The energy is provided by an electron and transferred to the proton by a (virtual) photon. The final state contains again the electron plus a (quite complex) hadronic state X which is usually not discussed (we neglect non-hadronic states X like "Bremsstrahlung" due to electromagnetic interaction b/c they have nothing to do with confinement).

Now one can look at the possible states X depending on the c.o.m. energy E.

The lowest possible state is X=p, i.e. elastic scattering.
The next state would be something like X=Δ+ where only orbital angular momentum is transferred to the proton, i.e. the Δ+ has the same quark content (uud) but spin 3/2.
Another possible final state is a X=p+π° or X=n+π+ i.e. pion production.
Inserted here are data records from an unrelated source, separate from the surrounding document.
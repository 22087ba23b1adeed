//! Input validation primitives.
//!
//! Validators return a [`Validation`] rather than an error: a rejected answer
//! is shown to the user and the question is asked again.
//!
//! - Strings: length bounds and regex matching
//! - URLs: any http(s), https only, https except localhost, port ranges
//! - Email addresses
//! - Selections: at least one item chosen

use regex::Regex;
use serde_json::Value;
use std::sync::OnceLock;
use url::{Host, Url};

use crate::error::{Error, Result};

/// Verdict on a candidate answer.
#[derive(Debug, Clone, PartialEq, Eq)]
pub enum Validation {
    Valid,
    Invalid(String),
}

impl Validation {
    pub fn invalid(message: impl Into<String>) -> Self {
        Validation::Invalid(message.into())
    }

    pub fn is_valid(&self) -> bool {
        matches!(self, Validation::Valid)
    }
}

impl From<std::result::Result<(), String>> for Validation {
    fn from(result: std::result::Result<(), String>) -> Self {
        match result {
            Ok(()) => Validation::Valid,
            Err(message) => Validation::Invalid(message),
        }
    }
}

/// Options for [`string_validator`].
#[derive(Debug, Clone, Default)]
pub struct StringRules {
    pub min_length: Option<usize>,
    pub max_length: Option<usize>,
    pub regex: Option<Regex>,
    /// Replaces the default `must match regex /.../` message.
    pub error_message: Option<String>,
}

/// Build a string validator from length and pattern rules.
///
/// Length is counted in characters. `max_length < min_length` is a caller
/// error and is rejected here, not at answer time.
pub fn string_validator(rules: StringRules) -> Result<impl Fn(&str) -> Validation + Send + Sync> {
    if let (Some(min), Some(max)) = (rules.min_length, rules.max_length) {
        if max < min {
            return Err(Error::definition_invalid(
                "string validator",
                "max_length must be >= min_length",
            ));
        }
    }

    Ok(move |input: &str| {
        if let Some(regex) = &rules.regex {
            if !regex.is_match(input) {
                return Validation::Invalid(
                    rules
                        .error_message
                        .clone()
                        .unwrap_or_else(|| format!("must match regex /{}/", regex.as_str())),
                );
            }
        }

        let length = input.chars().count();
        if let Some(min) = rules.min_length {
            if length < min {
                return Validation::Invalid(format!("must be at least {} characters", min));
            }
        }
        if let Some(max) = rules.max_length {
            if length > max {
                return Validation::Invalid(format!("must be no more than {} characters", max));
            }
        }
        Validation::Valid
    })
}

/// Options for [`url_validator`].
#[derive(Debug, Clone, Default)]
pub struct UrlRules {
    pub https_required: bool,
    /// With `https_required`, still accept plain http for the local machine.
    pub localhost_http: bool,
    pub min_port: Option<u16>,
    pub max_port: Option<u16>,
}

/// Build a URL validator. An explicit port must fall within
/// `min_port..=max_port`; the scheme's default port is not checked.
pub fn url_validator(rules: UrlRules) -> Result<impl Fn(&str) -> Validation + Send + Sync> {
    if let (Some(min), Some(max)) = (rules.min_port, rules.max_port) {
        if max < min {
            return Err(Error::definition_invalid(
                "url validator",
                "max_port must be >= min_port",
            ));
        }
    }
    Ok(move |input: &str| check_url(input, &rules))
}

fn parse_url(input: &str) -> Option<Url> {
    let input = input.trim();
    // `http:/host` parses leniently; an authority is required.
    if !input.contains("://") {
        return None;
    }
    Url::parse(input).ok().filter(|url| url.has_host())
}

fn is_local(url: &Url) -> bool {
    match url.host() {
        Some(Host::Domain(domain)) => domain.eq_ignore_ascii_case("localhost"),
        Some(Host::Ipv4(ip)) => ip.is_loopback(),
        Some(Host::Ipv6(ip)) => ip.is_loopback(),
        None => false,
    }
}

fn check_url(input: &str, rules: &UrlRules) -> Validation {
    let Some(url) = parse_url(input) else {
        return Validation::invalid(if rules.https_required && !rules.localhost_http {
            "must be a valid URL with https protocol"
        } else {
            "must be a valid URL"
        });
    };

    let scheme = url.scheme();
    if rules.https_required {
        let local_http = rules.localhost_http && scheme == "http" && is_local(&url);
        if scheme != "https" && !local_http {
            return Validation::invalid(if rules.localhost_http {
                "https is required except for localhost"
            } else {
                "https protocol is required"
            });
        }
    } else if scheme != "http" && scheme != "https" {
        return Validation::invalid("http(s) protocol is required");
    }

    if let Some(port) = url.port() {
        let min = rules.min_port.unwrap_or(1);
        let max = rules.max_port.unwrap_or(u16::MAX);
        if port < min || port > max {
            return Validation::Invalid(format!(
                "Port must be between {} and {} inclusive.",
                min, max
            ));
        }
    }
    Validation::Valid
}

/// Any URL using the http or https protocol.
pub fn url_validate(input: &str) -> Validation {
    check_url(input, &UrlRules::default())
}

/// A URL using the https protocol.
pub fn https_url_validate(input: &str) -> Validation {
    check_url(
        input,
        &UrlRules {
            https_required: true,
            ..Default::default()
        },
    )
}

/// https, or plain http when pointing at the local machine
/// (`localhost`, `127.0.0.1`, `[::1]`).
pub fn localhost_or_https_validate(input: &str) -> Validation {
    check_url(
        input,
        &UrlRules {
            https_required: true,
            localhost_http: true,
            ..Default::default()
        },
    )
}

pub fn email_validate(input: &str) -> Validation {
    static EMAIL: OnceLock<Regex> = OnceLock::new();
    let regex = EMAIL.get_or_init(|| {
        Regex::new(r"^[^\s@]+@[^\s@]+\.[^\s@]+$").expect("valid email regex")
    });
    if regex.is_match(input) {
        Validation::Valid
    } else {
        Validation::invalid("must be a valid email address")
    }
}

/// Checkbox validator: reject an empty selection.
pub fn at_least_one(noun: &str) -> impl Fn(&[Value]) -> Validation + Send + Sync {
    let message = format!("At least one {} is required.", noun);
    move |selected: &[Value]| {
        if selected.is_empty() {
            Validation::Invalid(message.clone())
        } else {
            Validation::Valid
        }
    }
}

#[cfg(test)]
mod tests {
    use super::*;

    #[test]
    fn string_validator_checks_regex_with_default_message() {
        let validate = string_validator(StringRules {
            regex: Some(Regex::new("abc").unwrap()),
            ..Default::default()
        })
        .unwrap();
        assert_eq!(validate("xabcx"), Validation::Valid);
        assert_eq!(validate("xyz"), Validation::invalid("must match regex /abc/"));
    }

    #[test]
    fn string_validator_uses_custom_message() {
        let validate = string_validator(StringRules {
            regex: Some(Regex::new("abc").unwrap()),
            error_message: Some("custom message".to_string()),
            ..Default::default()
        })
        .unwrap();
        assert_eq!(validate("nope"), Validation::invalid("custom message"));
    }

    #[test]
    fn string_validator_checks_length_bounds() {
        let validate = string_validator(StringRules {
            min_length: Some(14),
            max_length: Some(20),
            ..Default::default()
        })
        .unwrap();
        assert_eq!(
            validate("13 characters"),
            Validation::invalid("must be at least 14 characters")
        );

        let validate = string_validator(StringRules {
            max_length: Some(12),
            ..Default::default()
        })
        .unwrap();
        assert_eq!(
            validate("13 characters"),
            Validation::invalid("must be no more than 12 characters")
        );
    }

    #[test]
    fn string_validator_rejects_inverted_bounds() {
        let result = string_validator(StringRules {
            min_length: Some(5),
            max_length: Some(4),
            ..Default::default()
        });
        assert!(result.is_err());
    }

    #[test]
    fn url_validate_accepts_http_and_https() {
        assert!(url_validate("http://example.com").is_valid());
        assert!(url_validate("https://www.adafruit.com/category/168").is_valid());
        assert_eq!(url_validate("74"), Validation::invalid("must be a valid URL"));
        assert_eq!(
            url_validate("http:/missing.a.slash"),
            Validation::invalid("must be a valid URL")
        );
        assert_eq!(
            url_validate("ftp://example.com"),
            Validation::invalid("http(s) protocol is required")
        );
    }

    #[test]
    fn https_url_validate_requires_https() {
        assert!(https_url_validate("https://example.com").is_valid());
        assert_eq!(
            https_url_validate("http://adafruit.com"),
            Validation::invalid("https protocol is required")
        );
        assert_eq!(
            https_url_validate("I love NeoPixels. I hope you do too."),
            Validation::invalid("must be a valid URL with https protocol")
        );
    }

    #[test]
    fn localhost_may_use_http() {
        assert!(localhost_or_https_validate("http://localhost/path/to/fun").is_valid());
        assert!(localhost_or_https_validate("http://127.0.0.1").is_valid());
        assert!(localhost_or_https_validate("http://localhost:3000").is_valid());
        assert!(localhost_or_https_validate("http://127.0.0.1:3000/callback").is_valid());
        assert!(localhost_or_https_validate("http://[::1]:3000/callback").is_valid());
        assert!(localhost_or_https_validate("HTTP://LOCALHOST:3000").is_valid());
        assert_eq!(
            localhost_or_https_validate("http://adafruit.com"),
            Validation::invalid("https is required except for localhost")
        );
    }

    #[test]
    fn scheme_and_host_are_case_insensitive() {
        assert!(url_validate("HTTPS://Example.COM/Path").is_valid());
        assert!(https_url_validate("HTTPS://example.com").is_valid());
        assert_eq!(
            https_url_validate("Http://example.com"),
            Validation::invalid("https protocol is required")
        );
    }

    #[test]
    fn out_of_range_ports_are_not_urls() {
        assert_eq!(
            url_validate("http://example.com:99999"),
            Validation::invalid("must be a valid URL")
        );
        assert!(url_validate("http://[2001:db8::1]:8080/x").is_valid());
    }

    #[test]
    fn url_validator_enforces_min_port() {
        let validate = url_validator(UrlRules {
            min_port: Some(1024),
            ..Default::default()
        })
        .unwrap();
        for bad in ["http://example.com:1", "http://example.com:2", "http://example.com:1023"] {
            assert_eq!(
                validate(bad),
                Validation::invalid("Port must be between 1024 and 65535 inclusive.")
            );
        }
        assert!(validate("http://example.com:1024").is_valid());
        assert!(validate("http://example.com:65535").is_valid());
        assert!(validate("http://example.com").is_valid());
    }

    #[test]
    fn url_validator_enforces_max_port() {
        let validate = url_validator(UrlRules {
            max_port: Some(10000),
            ..Default::default()
        })
        .unwrap();
        for bad in [
            "http://example.com:10001",
            "http://example.com:10002",
            "http://example.com:65000",
        ] {
            assert_eq!(
                validate(bad),
                Validation::invalid("Port must be between 1 and 10000 inclusive.")
            );
        }
        assert!(validate("http://example.com:1").is_valid());
        assert!(validate("http://example.com:10000").is_valid());
    }

    #[test]
    fn url_validator_combines_https_and_port_range() {
        let validate = url_validator(UrlRules {
            https_required: true,
            min_port: Some(80),
            max_port: Some(8002),
            ..Default::default()
        })
        .unwrap();
        for bad in [
            "https://example.com:22",
            "https://example.com:79",
            "https://example.com:8003",
            "https://example.com:8004",
        ] {
            assert_eq!(
                validate(bad),
                Validation::invalid("Port must be between 80 and 8002 inclusive.")
            );
        }
        assert!(validate("https://example.com:8002").is_valid());
        assert_eq!(
            validate("http://example.com:8000"),
            Validation::invalid("https protocol is required")
        );
    }

    #[test]
    fn url_validator_rejects_inverted_port_bounds() {
        let result = url_validator(UrlRules {
            min_port: Some(9000),
            max_port: Some(80),
            ..Default::default()
        });
        assert!(result.is_err());
    }

    #[test]
    fn email_validate_cases() {
        for bad in ["", "@", "a@", "@b", "@example.com"] {
            assert_eq!(
                email_validate(bad),
                Validation::invalid("must be a valid email address")
            );
        }
        assert!(email_validate("you@example.com").is_valid());
    }

    #[test]
    fn at_least_one_rejects_empty() {
        let validate = at_least_one("scope");
        assert_eq!(
            validate(&[]),
            Validation::invalid("At least one scope is required.")
        );
        assert!(validate(&[Value::from("r:devices:*")]).is_valid());
    }
}
use serde_json::json;

use item_input::input::{
    checkbox_def, computed_def, evaluate, list_def, list_selection_def, object_def,
    optional_def, select_def, string_def, Choice, InputDefinition,
};
use item_input::prompt::{Answer, ScriptedPrompter};
use item_input::validation::{at_least_one, https_url_validate, localhost_or_https_validate};

fn hosted_app() -> InputDefinition {
    object_def("App")
        .field(
            "hostingType",
            list_selection_def("Hosting Type", ["lambda", "webhook"]).default_value("webhook"),
        )
        .field(
            "lambdaArn",
            optional_def(string_def("Lambda ARN"), |ctx| {
                ctx.field_str("hostingType") == Some("lambda")
            }),
        )
        .field(
            "webhookUrl",
            optional_def(
                string_def("Webhook URL").validate(https_url_validate),
                |ctx| ctx.field_str("hostingType") == Some("webhook"),
            ),
        )
        .into()
}

#[test]
fn webhook_hosting_asks_only_for_the_url() {
    let mut prompter = ScriptedPrompter::new([
        Answer::label("webhook"),
        Answer::text("http://insecure.example"),
        Answer::text("https://hook.example"),
    ]);

    let value = evaluate(&hosted_app(), &mut prompter, None).unwrap().value().unwrap();
    assert_eq!(
        value,
        json!({"hostingType": "webhook", "webhookUrl": "https://hook.example"})
    );
    assert_eq!(prompter.asked()[0].question, "Select Hosting Type.");
    assert_eq!(prompter.asked()[0].default.as_deref(), Some("webhook"));
    assert_eq!(prompter.messages(), ["https protocol is required"]);
}

#[test]
fn switching_hosting_type_swaps_dependent_fields() {
    let prior = json!({"hostingType": "webhook", "webhookUrl": "https://hook.example"});
    let mut prompter = ScriptedPrompter::new([
        Answer::label("Edit Hosting Type: webhook"),
        Answer::label("lambda"),
        Answer::text("arn:aws:lambda:1"),
        Answer::label("Finish editing App."),
    ]);

    let value = evaluate(&hosted_app(), &mut prompter, Some(&prior))
        .unwrap()
        .value()
        .unwrap();
    assert_eq!(
        value,
        json!({"hostingType": "lambda", "lambdaArn": "arn:aws:lambda:1"})
    );

    assert_eq!(
        prompter.asked()[0].options,
        vec![
            "Edit Hosting Type: webhook",
            "Edit Webhook URL: https://hook.example",
            "Finish editing App.",
            "Cancel",
        ]
    );
    assert_eq!(
        prompter.asked()[3].options,
        vec![
            "Edit Hosting Type: lambda",
            "Edit Lambda ARN: arn:aws:lambda:1",
            "Finish editing App.",
            "Cancel",
        ]
    );
}

#[test]
fn scopes_require_at_least_one() {
    let def: InputDefinition = checkbox_def("Scopes", ["r:devices:*", "w:devices:*"])
        .validate(at_least_one("scope"))
        .into();
    let mut prompter = ScriptedPrompter::new([
        Answer::labels(Vec::<String>::new()),
        Answer::labels(["w:devices:*", "r:devices:*"]),
    ]);

    let value = evaluate(&def, &mut prompter, None).unwrap().value().unwrap();
    assert_eq!(value, json!(["r:devices:*", "w:devices:*"]));
    assert_eq!(prompter.messages(), ["At least one scope is required."]);
}

#[test]
fn single_scope_checkbox_yields_a_one_element_list() {
    let def: InputDefinition = checkbox_def("Scopes", ["r:devices:*"])
        .validate(at_least_one("scope"))
        .into();
    let mut prompter = ScriptedPrompter::new([Answer::labels(["r:devices:*"])]);

    let value = evaluate(&def, &mut prompter, None).unwrap().value().unwrap();
    assert_eq!(value, json!(["r:devices:*"]));
    assert_eq!(prompter.asked()[0].question, "Select Scopes.");
    assert_eq!(prompter.asked()[0].options, vec!["r:devices:*"]);
    assert!(prompter.messages().is_empty());
}

#[test]
fn redirect_uris_add_one_then_finish() {
    let def: InputDefinition = list_def(
        "Redirect URIs",
        string_def("Redirect URI").validate(localhost_or_https_validate),
    )
    .min_items(0)
    .max_items(10)
    .into();
    let mut prompter = ScriptedPrompter::new([
        Answer::label("Add Redirect URI."),
        Answer::text("http://example.com/callback"),
        Answer::text("https://app.example/callback"),
        Answer::label("Finish editing Redirect URIs."),
    ]);

    let value = evaluate(&def, &mut prompter, None).unwrap().value().unwrap();
    assert_eq!(value, json!(["https://app.example/callback"]));
    assert_eq!(
        prompter.messages(),
        ["https is required except for localhost"]
    );
    assert_eq!(
        prompter.asked()[3].options,
        vec![
            "Edit https://app.example/callback.",
            "Add Redirect URI.",
            "Finish editing Redirect URIs.",
            "Cancel",
        ]
    );
}

#[test]
fn select_returns_the_value_behind_a_label() {
    let def: InputDefinition = select_def(
        "Region",
        [
            Choice::new("United States", json!("us")),
            Choice::new("Europe", json!("eu")),
        ],
    )
    .into();
    let mut prompter = ScriptedPrompter::new([Answer::label("Europe")]);

    let value = evaluate(&def, &mut prompter, None).unwrap().value().unwrap();
    assert_eq!(value, json!("eu"));
    assert_eq!(prompter.asked()[0].question, "Select Region.");
    assert_eq!(
        prompter.asked()[0].options,
        vec!["United States", "Europe", "Cancel"]
    );
}

#[test]
fn computed_field_follows_its_source_on_edit() {
    let def: InputDefinition = object_def("Client")
        .field("displayName", string_def("Display Name"))
        .field(
            "slug",
            computed_def(|ctx| {
                Ok(json!(ctx
                    .field_str("displayName")
                    .unwrap_or_default()
                    .to_lowercase()
                    .replace(' ', "-")))
            }),
        )
        .into();
    let prior = json!({"displayName": "Old Name", "slug": "old-name"});
    let mut prompter = ScriptedPrompter::new([
        Answer::label("Edit Display Name: Old Name"),
        Answer::text("New Name"),
        Answer::label("Finish editing Client."),
    ]);

    let value = evaluate(&def, &mut prompter, Some(&prior)).unwrap().value().unwrap();
    assert_eq!(value, json!({"displayName": "New Name", "slug": "new-name"}));
    // Computed values are never offered for editing.
    assert_eq!(
        prompter.asked()[0].options,
        vec!["Edit Display Name: Old Name", "Finish editing Client.", "Cancel"]
    );
}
This is the first example where a quark is pulled out of a proton, where the energy is converted into a quark-antiquark pair which eventually forms a new particle (a pion) plus the original proton. In that case you can even draw a simple Feynman diagram for process.

Now for each such process there is a so-called threshold energy which can be determined kinematically w/o any knowledge about the details of QCD dynamics. For X=p the threshold is zero, elastic scattering is always allowed. For X=Δ+ it's a nice exercise to do the calculation; it's nothing else but energy-momentum conservation. For X=p+π° or X=n+π+ it's more comoplicated b/c now there are three particles (including the electron) in the final state.

So the answer is quite simple: if the energy is not sufficient to pull out a quark from the proton and to form a new, complex hadronic state X, it simply does not happen; the nucleon stays intact (elastic scattering) or is excited (Δ-resonance).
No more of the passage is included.